Ye Maidens A'

Did you know if you have a few friends, access to Michaels, and several miles of twine (and coupons) you can make a pile of flower crowns? You can. They're great for keeping track of short people, fast-moving people, and people with the kind of face that just blends into a crowd at busy events.

An overflowing bundle of fake sunflowers, roses, and millet, mostly yellow and orange, with one bundle of white sunflowers and one of purple roses.
GLORIOUS ABUNDANCE
First you have to spend some time pulling flowers out of bins and arranging them, picking up fancy "accent" flowers and delicately putting them back when you realize they're more expensive than the entire bundle already in your cart, and debating the need for cohesion and variety with the entire party. Loudly, in the floral section.

Three young women in a living room with beige carpet and off-white walls, one lying on the floor with a straw hat obscuring her face and a pile of fake flowers on her torso, one with her back turned, setting another flower on the supine woman, and one watching and laughing from the squashy brown couch.
It's very hard to arrange flowers on someone when she keeps giggling.
The next step, naturally, is to bring your selections home and arrange them on your friends so you can take artistic photos with them.

A really quite creepy polaroid from above of a young woman lying on beige carpet with her legs in a backwards four shape, one arm down at her side and one crooked up over her long dark hair. A straw hat obscures her face, and a pile of fake flowers completely covers her torso. She's lying between a brown couch on the left and a set of matching chairs with a low dresser between them on the right.An underexposed polaroid of a young woman lying on beige carpet, with a straw hat mostly obscuring her face and one arm crooked up so her hand is on her hair, and a pile of orange, yellow, and white fake flowers completely covering her torso. One side of her face is just visible under the hat.

Or, y'know, take photos that look like a record of the corpse as it was found after Hannibal Lecter arranged it. Whatever makes you happy.

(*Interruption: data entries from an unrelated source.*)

// Competitor Analysis Stage
// Competitor discovery, landscape analysis and positioning, each with its own fallback

use async_trait::async_trait;
use serde_json::{Map, Value};

use crate::core::errors::StageError;
use crate::graph::fallback::with_fallback;
use crate::graph::node::NodeContext;
use crate::graph::stage::{Stage, StageOutcome};
use crate::graph::state::{StagePatch, Startup};
use crate::llm::response::extract_object;
use crate::prompts;

const TEMPERATURE: f64 = 0.3;
const SEARCH_CHARS: usize = 2000;

pub struct CompetitorAnalysisStage;

impl CompetitorAnalysisStage {
    pub fn new() -> Self {
        Self
    }

    async fn discover(startup: &Startup, ctx: &NodeContext<'_>) -> Result<Vec<Value>, StageError> {
        let query = format!(
            "{} edtech competitors OR similar edtech companies",
            startup.name
        );
        let results = ctx
            .services
            .search
            .search_text_limited(&query, SEARCH_CHARS)
            .await?;

        let record = startup.record_json();
        let prompt = prompts::fill(
            prompts::COMPETITOR_DISCOVERY,
            &[("startup_info", record.as_str()), ("search_results", results.as_str())],
        );
        let response = ctx.services.llm.invoke(&prompt, TEMPERATURE).await?;
        let map = extract_object(&response)?;

        Ok(match map.get("competitors") {
            Some(Value::Array(items)) => items.clone(),
            _ => Vec::new(),
        })
    }

    async fn analyze(
        startup: &Startup,
        competitors: &[Value],
        ctx: &NodeContext<'_>,
    ) -> Result<Map<String, Value>, StageError> {
        let record = startup.record_json();
        let competitors = pretty(competitors);
        let prompt = prompts::fill(
            prompts::COMPETITOR_ANALYSIS,
            &[("startup_info", record.as_str()), ("competitors", competitors.as_str())],
        );
        let response = ctx.services.llm.invoke(&prompt, TEMPERATURE).await?;
        Ok(extract_object(&response)?)
    }

    async fn position(
        startup: &Startup,
        competitors: &[Value],
        analysis: &Map<String, Value>,
        ctx: &NodeContext<'_>,
    ) -> Result<Map<String, Value>, StageError> {
        let competitors = pretty(competitors);
        let analysis = pretty(analysis);
        let prompt = prompts::fill(
            prompts::COMPETITOR_POSITIONING,
            &[
                ("startup_name", startup.name.as_str()),
                ("competitors", competitors.as_str()),
                ("analysis", analysis.as_str()),
            ],
        );
        let response = ctx.services.llm.invoke(&prompt, TEMPERATURE).await?;
        Ok(extract_object(&response)?)
    }
}

impl Default for CompetitorAnalysisStage {
    fn default() -> Self {
        Self::new()
    }
}

#[async_trait]
impl Stage for CompetitorAnalysisStage {
    fn id(&self) -> &'static str {
        "competitor_analysis"
    }

    fn name(&self) -> &'static str {
        "Competitor Analysis"
    }

    async fn evaluate(&self, startup: &Startup, ctx: &NodeContext<'_>) -> StageOutcome {
        let name = startup.name.as_str();
        let mut outcome = StageOutcome::default();

        let competitors = outcome.take(
            with_fallback(
                "competitor_discovery",
                name,
                Self::discover(startup, ctx),
                |_| Vec::new(),
            )
            .await,
        );
        let analysis = outcome.take(
            with_fallback(
                "competitor_landscape",
                name,
                Self::analyze(startup, &competitors, ctx),
                |_| Map::new(),
            )
            .await,
        );
        let positioning = outcome.take(
            with_fallback(
                "competitor_positioning",
                name,
                Self::position(startup, &competitors, &analysis, ctx),
                |_| Map::new(),
            )
            .await,
        );

        tracing::info!("[{}] {} competitors identified", name, competitors.len());
        outcome.with_patch(StagePatch {
            competitor_list: Some(competitors),
            competitor_analysis: Some(analysis),
            competitive_positioning: Some(positioning),
            ..Default::default()
        })
    }
}

fn pretty<T: serde::Serialize + ?Sized>(value: &T) -> String {
    serde_json::to_string_pretty(value).unwrap_or_default()
}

Two young women in a living room with beige carpet and a number of wood-and-upholstery chairs. One is sitting and leaning against the side of the stairs, holding a straw hat over her lap and haloed by fake flowers tucked into the stairs and spaces between the spindles of the handrail. The other in kneeling up, her back to the photographer, holding a camera in front of her chest with her long dark-to-turquoise hair falling over her shoulders.
"Stop laughing, you'll make the flowers fall!"
You can also take photos of what exactly must be accomplished to get the accidentally-creepy polaroids.

A young woman reclining on a pile of fake flowers, with her eyes closed and a faint smile, holding a straw hat over her chest.A slightly overexposed polaroid of a young woman with a round face, glasses, and shoulder-length brown hair, leaning against a white stair banister and holding a straw hat and small bunch of fake flowers against her chest, with piles of fake sunflowers haloing her head.

Bones, looking as serious as it's possible to look with 60 dollars of fake flowers perched on your head, and Mochuela in serene repose on a bed of plastic flower stems.

A pile of fake flowers, mainly yellow and white sunflowers, with a few red and purple roses and red-to-yellow millet heads, and a dramatic orangey-red motion blur above the pile.
Nyoom
We'd bought multi-stemmed fake flowers, so we bent the individual stems out from the base like little mangled floral umbrellas before cutting them apart.

Two small piles of individual fake sunflower stems, one white and one yellow.
It begins.
Snips from the garage proved very useful for sawing through the wire embedded in the flower stems, and Bones sacrificed her hands for the cause. Fake flowers are tough little things.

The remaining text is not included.